Tuesday, May 30, 2006
Some Marines Doubt Haditha Atrocities
A report in the NYT this morning says that many Marines trained at Camp Pendleton, California, including civilians who live in the town, either deny the accusations that American troops engaged in “unacceptable kills’ in Haditha, Iraq last November, or they feel it was justified.
The consensus is that either the soldiers were following orders or it never happened.
And there’s a problem with that.
Of course our troops are being trained to do whatever they have to do when enemy guns are pointed at them. Of course our troops are being trained to inflict torture on the enemy. Of course, as the owner of a G.I. Joe’s store, Jerry Alexander, said, "If I saw my buddy laying there dead, there is no such thing as too much retaliation."
Our troops were trained in the Second World War to demonize the Germans and Japanese. Our troops were trained to think of the North Vietnamese as less than human savages and to call them Gooks.
There is no way a man or woman can be trained to kill and maim while at the same time stopping to think about ethical and philosophical niceties.

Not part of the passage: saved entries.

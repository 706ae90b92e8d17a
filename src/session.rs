//! Browser session lifecycle.
//!
//! A [`Session`] is owned by exactly one in-flight request. When the request
//! ends the owner hands it back through [`SessionManager::release`] and picks
//! its fate: close it, or park a persistent-profile session so the next
//! request starts with the same cookies and login state.
//!
//! Two requests must never drive the same persistent profile at once (Chrome
//! holds a lock on the profile directory). The manager does not enforce this;
//! callers serialize persistent-profile requests themselves.

use std::path::PathBuf;
use std::sync::Arc;

use tokio::sync::Mutex;
use tracing::{debug, info, warn};
use uuid::Uuid;

use crate::error::AgentError;
use crate::page::{PageDriver, ReadyPolicy};

#[derive(Debug, Clone, PartialEq, Eq)]
pub enum Profile {
    /// Throwaway profile, discarded with the browser.
    Ephemeral,
    /// Profile directory reused across invocations.
    Persistent(PathBuf),
}

#[derive(Debug, Clone)]
pub struct SessionOptions {
    pub profile: Profile,
    pub viewport: (u32, u32),
    pub locale: String,
    pub timezone: Option<String>,
    pub headless: bool,
    pub chrome_path: Option<PathBuf>,
}

impl Default for SessionOptions {
    fn default() -> Self {
        Self {
            profile: Profile::Ephemeral,
            viewport: (1920, 1080),
            locale: "en-US".to_string(),
            timezone: None,
            headless: true,
            chrome_path: None,
        }
    }
}

/// Starts browser processes. Implementations may block.
pub trait BrowserBackend: Send + Sync {
    fn launch(&self, options: &SessionOptions) -> anyhow::Result<Box<dyn BrowserContext>>;
}

/// A running browser bound to one profile.
pub trait BrowserContext: Send + Sync {
    fn open_page(&self, options: &SessionOptions) -> anyhow::Result<Arc<dyn PageDriver>>;

    /// Tear down the context and its process.
    fn close(self: Box<Self>) -> anyhow::Result<()>;
}

/// What to do with a session once the request is over.
#[derive(Debug, Clone, Copy, PartialEq, Eq)]
pub enum Release {
    Close,
    KeepAlive,
}

pub struct Session {
    id: Uuid,
    options: SessionOptions,
    context: Option<Box<dyn BrowserContext>>,
    pages: Vec<Arc<dyn PageDriver>>,
    warm: bool,
}

impl Session {
    fn new(options: SessionOptions, context: Box<dyn BrowserContext>) -> Self {
        Self {
            id: Uuid::new_v4(),
            options,
            context: Some(context),
            pages: Vec::new(),
            warm: false,
        }
    }

    pub fn id(&self) -> Uuid {
        self.id
    }

    pub fn is_persistent(&self) -> bool {
        matches!(self.options.profile, Profile::Persistent(_))
    }

    /// True when the session was handed back from a previous request.
    pub fn is_warm(&self) -> bool {
        self.warm
    }

    /// Cold sessions wait for the network to settle; a warm one already has
    /// the page's assets cached.
    pub fn ready_policy(&self) -> ReadyPolicy {
        if self.warm {
            ReadyPolicy::DomContentLoaded
        } else {
            ReadyPolicy::NetworkIdle
        }
    }

    /// The session's working tab, opened on first use.
    pub async fn page(&mut self) -> Result<Arc<dyn PageDriver>, AgentError> {
        if let Some(page) = self.pages.first() {
            return Ok(page.clone());
        }
        let context = self
            .context
            .take()
            .ok_or_else(|| AgentError::Browser("session already closed".into()))?;
        let options = self.options.clone();
        let (context, opened) = tokio::task::spawn_blocking(move || {
            let opened = context.open_page(&options);
            (context, opened)
        })
        .await
        .map_err(|e| AgentError::browser("opening tab", format!("tab task aborted: {e}")))?;
        self.context = Some(context);

        let page = opened.map_err(|e| AgentError::browser("opening tab", format!("{e:#}")))?;
        self.pages.push(page.clone());
        Ok(page)
    }

    /// Tear the context down on the blocking pool.
    async fn close(&mut self) {
        self.pages.clear();
        let Some(context) = self.context.take() else {
            return;
        };
        match tokio::task::spawn_blocking(move || context.close()).await {
            Ok(Ok(())) => debug!(session = %self.id, "browser context closed"),
            Ok(Err(e)) => warn!(session = %self.id, "closing browser context failed: {e:#}"),
            Err(e) => warn!(session = %self.id, "close task failed: {e}"),
        }
    }

    fn close_now(&mut self) {
        self.pages.clear();
        if let Some(context) = self.context.take() {
            if let Err(e) = context.close() {
                warn!(session = %self.id, "closing browser context failed: {e:#}");
            }
        }
    }
}

impl Drop for Session {
    fn drop(&mut self) {
        if self.context.is_some() {
            warn!(session = %self.id, "session dropped without release, closing browser");
            self.close_now();
        }
    }
}

pub struct SessionManager {
    backend: Arc<dyn BrowserBackend>,
    parked: Mutex<Option<Session>>,
}

impl SessionManager {
    pub fn new(backend: Arc<dyn BrowserBackend>) -> Self {
        Self {
            backend,
            parked: Mutex::new(None),
        }
    }

    /// Hand out a session for `options`, reusing a parked one for the same
    /// persistent profile when available.
    pub async fn acquire(&self, options: SessionOptions) -> Result<Session, AgentError> {
        if let Profile::Persistent(path) = &options.profile {
            let parked = self.parked.lock().await.take();
            match parked {
                Some(mut session) if session.options.profile == options.profile => {
                    info!(session = %session.id, profile = %path.display(), "♻️ reusing parked browser session");
                    session.warm = true;
                    return Ok(session);
                }
                Some(mut other) => {
                    info!(session = %other.id, "closing parked session for a different profile");
                    other.close().await;
                }
                None => {}
            }
        }

        let backend = self.backend.clone();
        let launch_options = options.clone();
        let context = tokio::task::spawn_blocking(move || backend.launch(&launch_options))
            .await
            .map_err(|e| AgentError::Launch(format!("launch task aborted: {e}")))?
            .map_err(|e| AgentError::Launch(format!("{e:#}")))?;

        let session = Session::new(options, context);
        info!(
            session = %session.id,
            persistent = session.is_persistent(),
            "🚀 browser session started"
        );
        Ok(session)
    }

    pub async fn release(&self, mut session: Session, release: Release) {
        match release {
            Release::KeepAlive if session.is_persistent() => {
                info!(session = %session.id, "parking persistent session for reuse");
                let previous = self.parked.lock().await.replace(session);
                if let Some(mut previous) = previous {
                    previous.close().await;
                }
            }
            Release::KeepAlive => {
                warn!(session = %session.id, "keep-alive requested for an ephemeral profile, closing instead");
                session.close().await;
            }
            Release::Close => session.close().await,
        }
    }

    /// Close any parked session.
    pub async fn shutdown(&self) {
        let parked = self.parked.lock().await.take();
        if let Some(mut session) = parked {
            info!(session = %session.id, "closing parked session on shutdown");
            session.close().await;
        }
    }

    pub async fn has_parked(&self) -> bool {
        self.parked.lock().await.is_some()
    }
}
//! Terrain streaming session: worker plus publisher around one viewport.

use crate::coord::{tile_bounds, CoordError, TileCoord};
use crate::mosaic::MosaicGenerator;
use crate::stream::publisher::{Renderer, ViewportPublisher};
use crate::stream::state::{SharedViewport, ViewportSnapshot, WorldPoint};
use crate::stream::worker::{TileStreamWorker, WorkerState};
use std::sync::Arc;
use std::time::Duration;
use thiserror::Error;
use tracing::{info, warn};

/// Default sleep between worker checks.
pub const DEFAULT_POLL_INTERVAL: Duration = Duration::from_millis(1000);

/// Streaming settings.
#[derive(Debug, Clone, PartialEq)]
pub struct StreamConfig {
    /// Worker poll interval
    pub poll_interval: Duration,
    /// Build and apply the first mosaic before returning from `start`
    pub prime_on_start: bool,
}

impl Default for StreamConfig {
    fn default() -> Self {
        Self {
            poll_interval: DEFAULT_POLL_INTERVAL,
            prime_on_start: true,
        }
    }
}

/// Errors raised by a terrain session.
#[derive(Debug, Error)]
pub enum SessionError {
    /// Start tile or viewpoint is not a valid position
    #[error(transparent)]
    Coord(#[from] CoordError),

    /// The worker thread could not be spawned
    #[error("Failed to spawn tile stream worker: {0}")]
    Spawn(#[source] std::io::Error),
}

/// A running terrain stream.
///
/// The session owns the worker thread and the publisher. The host calls
/// [`TerrainSession::on_tick`] from its frame loop with the viewpoint in
/// world space; world space is centered on the start tile.
///
/// # Example
///
/// ```ignore
/// let mut session = TerrainSession::start(generator, renderer, start, StreamConfig::default())?;
/// loop {
///     session.on_tick(&camera_position)?;
/// }
/// ```
pub struct TerrainSession<R: Renderer> {
    viewport: SharedViewport,
    publisher: ViewportPublisher<R>,
    worker: TileStreamWorker,
}

impl<R: Renderer> TerrainSession<R> {
    /// Starts streaming around `start`.
    ///
    /// With `prime_on_start` the first mosaic is built on the calling thread
    /// and applied before the worker is spawned. A failed priming build is
    /// logged and left to the worker to retry.
    pub fn start(
        generator: Arc<dyn MosaicGenerator>,
        renderer: R,
        start: TileCoord,
        config: StreamConfig,
    ) -> Result<Self, SessionError> {
        let start = TileCoord::new(start.x, start.y, start.zoom)?;
        let viewport = SharedViewport::new(origin_of(&start));
        viewport.lock().target_tile = Some(start);

        let mut publisher = ViewportPublisher::new(viewport.clone(), renderer, start.zoom);

        if config.prime_on_start {
            match generator.build(&start) {
                Ok(mosaic) => {
                    viewport.lock().install(mosaic);
                    publisher.publish_if_ready(true);
                }
                Err(e) => warn!(tile = %start, error = %e, "Initial mosaic build failed"),
            }
        }

        let worker =
            TileStreamWorker::start(generator, viewport.clone(), config.poll_interval)
                .map_err(SessionError::Spawn)?;

        info!(tile = %start, zoom = start.zoom, "Terrain session started");

        Ok(Self {
            viewport,
            publisher,
            worker,
        })
    }

    /// Per-frame hook, see [`ViewportPublisher::on_tick`].
    pub fn on_tick(&mut self, position: &WorldPoint) -> Result<bool, SessionError> {
        Ok(self.publisher.on_tick(position)?)
    }

    /// Applies the current mosaic; `force` re-applies it even if applied.
    pub fn publish(&mut self, force: bool) -> bool {
        self.publisher.publish_if_ready(force)
    }

    /// Re-centers world space on `tile` and retargets the worker there.
    ///
    /// The current mosaic is marked unapplied so the next publish places it
    /// against the new origin.
    pub fn reset_origin(&mut self, tile: TileCoord) -> Result<(), SessionError> {
        let tile = TileCoord::new(tile.x, tile.y, self.publisher.zoom())?;
        {
            let mut state = self.viewport.lock();
            state.origin = origin_of(&tile);
            state.target_tile = Some(tile);
            state.ready = false;
        }
        info!(tile = %tile, "Session origin reset");
        Ok(())
    }

    /// Stops the worker. Non-blocking and idempotent.
    pub fn stop(&self) {
        self.worker.stop();
    }

    /// Stops the worker and waits for it to exit.
    pub fn shutdown(&mut self) {
        self.worker.stop();
        self.worker.join();
    }

    pub fn is_running(&self) -> bool {
        self.worker.is_running()
    }

    pub fn worker_state(&self) -> WorkerState {
        self.worker.state()
    }

    /// Copy of the shared state for diagnostics.
    pub fn snapshot(&self) -> ViewportSnapshot {
        self.viewport.snapshot()
    }

    pub fn origin(&self) -> WorldPoint {
        self.viewport.lock().origin
    }

    pub fn zoom(&self) -> u8 {
        self.publisher.zoom()
    }

    pub fn renderer(&self) -> &R {
        self.publisher.renderer()
    }
}

/// World-space origin for a start tile: the center of its bounds at z = 0.
pub fn origin_of(tile: &TileCoord) -> WorldPoint {
    let (x, y) = tile_bounds(tile).center();
    WorldPoint::new(x, y, 0.0)
}

#[cfg(test)]
mod tests {
    use super::*;
    use crate::mosaic::{HeightmapImage, Mosaic, MosaicError};
    use crate::stream::publisher::tests::CountingRenderer;
    use image::RgbImage;
    use std::sync::atomic::{AtomicBool, AtomicUsize, Ordering};
    use std::time::Instant;

    struct StubGenerator {
        calls: AtomicUsize,
        fail: AtomicBool,
    }

    impl StubGenerator {
        fn new(fail: bool) -> Arc<Self> {
            Arc::new(Self {
                calls: AtomicUsize::new(0),
                fail: AtomicBool::new(fail),
            })
        }
    }

    impl MosaicGenerator for StubGenerator {
        fn build(&self, center: &TileCoord) -> Result<Mosaic, MosaicError> {
            self.calls.fetch_add(1, Ordering::SeqCst);
            if self.fail.load(Ordering::SeqCst) {
                return Err(MosaicError::IncompleteNeighborhood {
                    center: *center,
                    reason: "offline".to_string(),
                    source: None,
                });
            }
            Ok(Mosaic {
                elevation: HeightmapImage::new(2, 2),
                landcover: RgbImage::new(2, 2),
                z0: 10.0,
                zscale: 250.0,
                source_tile: *center,
            })
        }
    }

    fn config(prime: bool) -> StreamConfig {
        StreamConfig {
            poll_interval: Duration::from_millis(5),
            prime_on_start: prime,
        }
    }

    fn wait_for_publish(session: &mut TerrainSession<CountingRenderer>) -> bool {
        let deadline = Instant::now() + Duration::from_secs(2);
        while Instant::now() < deadline {
            if session.publish(false) {
                return true;
            }
            std::thread::sleep(Duration::from_millis(5));
        }
        false
    }

    #[test]
    fn test_prime_applies_first_mosaic() {
        let start = TileCoord::new(100, 100, 14).unwrap();
        let generator = StubGenerator::new(false);

        let mut session = TerrainSession::start(
            generator.clone(),
            CountingRenderer::default(),
            start,
            config(true),
        )
        .unwrap();

        assert_eq!(session.renderer().regenerations, 1);
        let snapshot = session.snapshot();
        assert!(snapshot.ready);
        assert_eq!(snapshot.last_built_tile, Some(start));
        assert_eq!(snapshot.origin, origin_of(&start));
        session.shutdown();

        assert_eq!(generator.calls.load(Ordering::SeqCst), 1);
    }

    #[test]
    fn test_without_prime_worker_builds() {
        let start = TileCoord::new(100, 100, 14).unwrap();
        let mut session = TerrainSession::start(
            StubGenerator::new(false),
            CountingRenderer::default(),
            start,
            config(false),
        )
        .unwrap();

        assert_eq!(session.renderer().regenerations, 0);
        assert!(wait_for_publish(&mut session));
        assert_eq!(session.renderer().regenerations, 1);
    }

    #[test]
    fn test_failed_prime_still_starts() {
        let start = TileCoord::new(100, 100, 14).unwrap();
        let session = TerrainSession::start(
            StubGenerator::new(true),
            CountingRenderer::default(),
            start,
            config(true),
        )
        .unwrap();

        assert!(session.is_running());
        assert_eq!(session.snapshot().mosaic_tile, None);
    }

    #[test]
    fn test_invalid_zoom_rejected() {
        let start = TileCoord {
            x: 0,
            y: 0,
            zoom: 16,
        };
        let result = TerrainSession::start(
            StubGenerator::new(false),
            CountingRenderer::default(),
            start,
            config(false),
        );

        assert!(matches!(
            result,
            Err(SessionError::Coord(CoordError::InvalidZoom(16)))
        ));
    }

    #[test]
    fn test_reset_origin() {
        let start = TileCoord::new(100, 100, 14).unwrap();
        let mut session = TerrainSession::start(
            StubGenerator::new(false),
            CountingRenderer::default(),
            start,
            config(true),
        )
        .unwrap();

        let other = TileCoord::new(200, 50, 14).unwrap();
        session.reset_origin(other).unwrap();

        let snapshot = session.snapshot();
        assert_eq!(snapshot.origin, origin_of(&other));
        assert_eq!(snapshot.target_tile, Some(other));
        assert!(wait_for_publish(&mut session));
    }

    #[test]
    fn test_stop() {
        let start = TileCoord::new(100, 100, 14).unwrap();
        let mut session = TerrainSession::start(
            StubGenerator::new(false),
            CountingRenderer::default(),
            start,
            config(false),
        )
        .unwrap();

        session.stop();
        session.stop();
        session.shutdown();

        assert!(!session.is_running());
        assert_eq!(session.worker_state(), WorkerState::Stopped);
    }
}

And it is naïve to think that the military is training our fighting troops now in any way different from the way it has always trained troops for war.
But here’s the problem. The war in Iraq is an unnecessary war that the Bush administration lied the United States into for reasons having nothing to do with an enemy at our door.
That is why the massacre at My Lai during the Vietnam War and the atrocities being reported in Haditha Iraq are so horrifying. They didn’t have to happen because we have no business being there. We heard about terrible things our troops inflicted on the Japanese during WWII and Americans not only accepted it, many reveled in it. Served them right, they attacked us.
But since Iraq was not a clear and present danger, Iraq did not pose an immediate threat and our government trumped up reasons for the attack, the stories of atrocities are horrifying because we have no business being in Iraq.
Jerry Alexander said, "In the heat of combat, you cannot hesitate; he who hesitates is lost," he said. "I would not prosecute these young men because they were just doing their jobs."
One cannot argue that. It was certainly true in WWI and WWII. But with every conflict since the end of WWII, the kill-or-be-killed rationale has become a harder sell. Because with every conflict we’ve engaged in since WWII, we have had less of a moral reason for getting involved.
Our troops are in life-and-death situations in Iraq. And they have been trained to demonize an enemy that is only an enemy because the Bush administration coolly decided to make Iraq an enemy.
Haditha is the best proof that we need to get out of Iraq now. This war is not worth fighting and never has been. This war is not worth putting our American troops into no-win situations like Haditha.
Subscribe to:
Post Comments (Atom)
1 comment:
Of course one can dispute the assertion that the marines were "just doing their jobs". If the investigation bears out that the marines killed women and children, including babies literally incapable of doing harm - not in the heat of battle, but afterward, in retaliation for the death of a comrade - then they were not "doing their jobs". Massacreing innocents is not in the job description.
This administration deserves more blame than any individual berzerker Marine who flips out and kills babies, but that doesn't mean the berzerker Marine is not also at fault. To say that is to insult all the soldiers who manage not to lose their sh*t.
Those responsible for war crimes should be prosecuted, whether a grunt or a "decider".